AGORA, VAMOS POR PARTES...
Por um lado Agnelli tem razão, e só uma boa qualidade do espetáculo mantém os torcedores e fãs próximos à modalidade, e qualidade esportiva traz atenção, dinheiro e sustentabilidade. Tem razão também quando diz que há muitos jogos irrelevantes nas competições, sejam nacionais, sejam continentais. Agora, ao diagnóstico correto não se pode aplicar o remédio errado.

Se é possível ajustar a quantidade de clubes nas competições nacionais, não é aumentando o abismo financeiro que a qualidade do jogo melhorará. Mais dinheiro concentrado tende a gerar maior abismo, inclusive em relação ao clube que Agnelli preside, a Juventus. O remédio tende a ser mais uma melhor distribuição do dinheiro que necessariamente concentração.

O futebol precisa de competitividade nas duas pontas da tabela, mas também com partidas mais imprevisíveis entre a ponta de cima e a de baixo.

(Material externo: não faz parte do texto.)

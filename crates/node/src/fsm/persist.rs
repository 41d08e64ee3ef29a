//! Persist: flushing address-indexed transactions.

use tracing::{info, trace};

use crate::error::NodeError;
use crate::event::{Command, Event, Task};
use crate::fsm::{BaseInfo, State, Transition};

/// Persist state. The flush itself runs off the event loop.
#[derive(Debug, Default)]
pub struct PersistState;

impl PersistState {
    pub(crate) fn enter(ctx: &mut BaseInfo) -> State {
        ctx.scheduler.cancel_all();
        ctx.commands.push(Command::Persist);
        info!("Persisting address transactions");
        State::Persist(PersistState)
    }

    pub(crate) fn handle(self, ctx: &mut BaseInfo, event: Event) -> Transition {
        match event {
            Event::Task(Task::PersistComplete(Ok(()))) => {
                info!("Address transactions persisted");
                (ctx.idle(), None)
            }
            Event::Task(Task::PersistComplete(Err(e))) => (ctx.idle(), Some(NodeError::Ledger(e))),
            other => {
                trace!(event = other.name(), "Ignored while persisting");
                (State::Persist(self), None)
            }
        }
    }
}
//! Wall clock.

use std::sync::atomic::{AtomicU64, Ordering};
use std::time::{SystemTime, UNIX_EPOCH};

/// Source of the current Unix time in milliseconds.
pub trait TimeSource: Send + Sync + 'static {
    /// Milliseconds since the Unix epoch.
    fn now_millis(&self) -> u64;
}

/// The system clock.
#[derive(Debug, Clone, Copy, Default)]
pub struct SystemTimeSource;

impl TimeSource for SystemTimeSource {
    fn now_millis(&self) -> u64 {
        SystemTime::now()
            .duration_since(UNIX_EPOCH)
            .map(|d| d.as_millis() as u64)
            .unwrap_or(0)
    }
}

/// A clock that only moves when told to.
#[derive(Debug, Default)]
pub struct ManualTimeSource {
    now: AtomicU64,
}

impl ManualTimeSource {
    /// Start at `now` milliseconds.
    pub fn new(now: u64) -> Self {
        Self {
            now: AtomicU64::new(now),
        }
    }

    /// Set the current time.
    pub fn set(&self, now: u64) {
        self.now.store(now, Ordering::SeqCst);
    }

    /// Move the clock forward.
    pub fn advance(&self, millis: u64) {
        self.now.fetch_add(millis, Ordering::SeqCst);
    }
}

impl TimeSource for ManualTimeSource {
    fn now_millis(&self) -> u64 {
        self.now.load(Ordering::SeqCst)
    }
}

Além disso, a formação de atletas feita pelos clubes mais regionais é fundamental para o desenvolvimento do esporte. A Juventus de Agnelli tem Kulusevski, Chiesa e McKennie que foram revelados em clubes menores e que não disputam as primeiras posições de seus campeonatos há muito tempo.

O problema de soluções aparentemente mágicas e que concentram poder é que ao final da temporada haverá um único campeão. No lugar de valorizar as competições nacionais e procurar melhorar a qualidade do que se joga, a obsessão por uma grande competição continental fará com que muitos clubes deixem de ser campeões por muitos anos. Aliás, como a Juventus de Agnelli, que nas últimas três Champions League foi pouco mais que coadjuvante, e vê o crescimento de Inter, Milan e Atalanta incomodar o desempenho na Itália.

O segredo do futebol está menos na megalomania e mais na capacidade de construir estruturas sólidas.